What the task asks: List each line of the data in which the string "BTreeSet" appears.

Records for this task:
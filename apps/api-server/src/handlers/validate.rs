//! Request validation. Error keys match the JSON field names.

use std::collections::BTreeMap;

use quill_shared::dto::{CommentRequest, LoginRequest, PostRequest, RegisterRequest};

use crate::middleware::error::ApiError;

fn check(errors: &mut BTreeMap<String, String>, field: &str, ok: bool, message: &str) {
    if !ok {
        errors.insert(field.to_string(), message.to_string());
    }
}

fn finish(errors: BTreeMap<String, String>) -> Result<(), ApiError> {
    if errors.is_empty() {
        Ok(())
    } else {
        Err(ApiError::Validation(errors))
    }
}

pub fn register(req: &RegisterRequest) -> Result<(), ApiError> {
    let mut errors = BTreeMap::new();
    check(
        &mut errors,
        "firstName",
        !req.first_name.trim().is_empty(),
        "First name should not be blank",
    );
    check(
        &mut errors,
        "lastName",
        !req.last_name.trim().is_empty(),
        "Last name should not be blank",
    );
    check(&mut errors, "email", req.email.contains('@'), "Email should be valid");
    check(
        &mut errors,
        "password",
        req.password.len() >= 8,
        "Password should be at least 8 characters",
    );
    check(
        &mut errors,
        "repeatPassword",
        !req.repeat_password.trim().is_empty(),
        "Repeated password should not be blank",
    );
    finish(errors)
}

pub fn login(req: &LoginRequest) -> Result<(), ApiError> {
    let mut errors = BTreeMap::new();
    check(&mut errors, "email", req.email.contains('@'), "Email should be valid");
    check(
        &mut errors,
        "password",
        !req.password.is_empty(),
        "Password should not be blank",
    );
    finish(errors)
}

pub fn post(req: &PostRequest) -> Result<(), ApiError> {
    let mut errors = BTreeMap::new();
    check(
        &mut errors,
        "title",
        !req.title.trim().is_empty(),
        "Title should not be blank",
    );
    check(
        &mut errors,
        "content",
        !req.content.trim().is_empty(),
        "Content should not be blank",
    );
    check(
        &mut errors,
        "categories",
        !req.categories.is_empty(),
        "Categories should not be empty",
    );
    check(&mut errors, "tags", !req.tags.is_empty(), "Tags should not be empty");
    finish(errors)
}

pub fn name(value: &str) -> Result<(), ApiError> {
    let mut errors = BTreeMap::new();
    check(
        &mut errors,
        "name",
        !value.trim().is_empty(),
        "Name should not be blank",
    );
    finish(errors)
}

pub fn comment(req: &CommentRequest) -> Result<(), ApiError> {
    let mut errors = BTreeMap::new();
    check(
        &mut errors,
        "content",
        !req.content.trim().is_empty(),
        "Content should not be blank",
    );
    finish(errors)
}

#[cfg(test)]
mod tests {
    use std::collections::BTreeSet;

    use super::*;

    #[test]
    fn test_register_reports_every_bad_field() {
        let req = RegisterRequest {
            first_name: " ".to_string(),
            last_name: "Doe".to_string(),
            email: "not-an-email".to_string(),
            password: "short".to_string(),
            repeat_password: "".to_string(),
        };

        let err = register(&req).unwrap_err();
        let ApiError::Validation(fields) = err else {
            panic!("expected validation error");
        };
        assert_eq!(
            fields.keys().collect::<Vec<_>>(),
            vec!["email", "firstName", "password", "repeatPassword"]
        );
        assert_eq!(fields["email"], "Email should be valid");
    }

    #[test]
    fn test_register_accepts_a_complete_request() {
        let req = RegisterRequest {
            first_name: "John".to_string(),
            last_name: "Doe".to_string(),
            email: "john@example.com".to_string(),
            password: "long-enough".to_string(),
            repeat_password: "long-enough".to_string(),
        };

        assert!(register(&req).is_ok());
    }

    #[test]
    fn test_post_requires_non_empty_association_sets() {
        let req = PostRequest {
            title: "Hello".to_string(),
            content: "World".to_string(),
            categories: BTreeSet::new(),
            tags: BTreeSet::from(["rust".to_string()]),
        };

        let err = post(&req).unwrap_err();
        let ApiError::Validation(fields) = err else {
            panic!("expected validation error");
        };
        assert_eq!(fields.keys().collect::<Vec<_>>(), vec!["categories"]);
    }
}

Solution below:
    use std::collections::BTreeSet;
            categories: BTreeSet::new(),
            tags: BTreeSet::from(["rust".to_string()]),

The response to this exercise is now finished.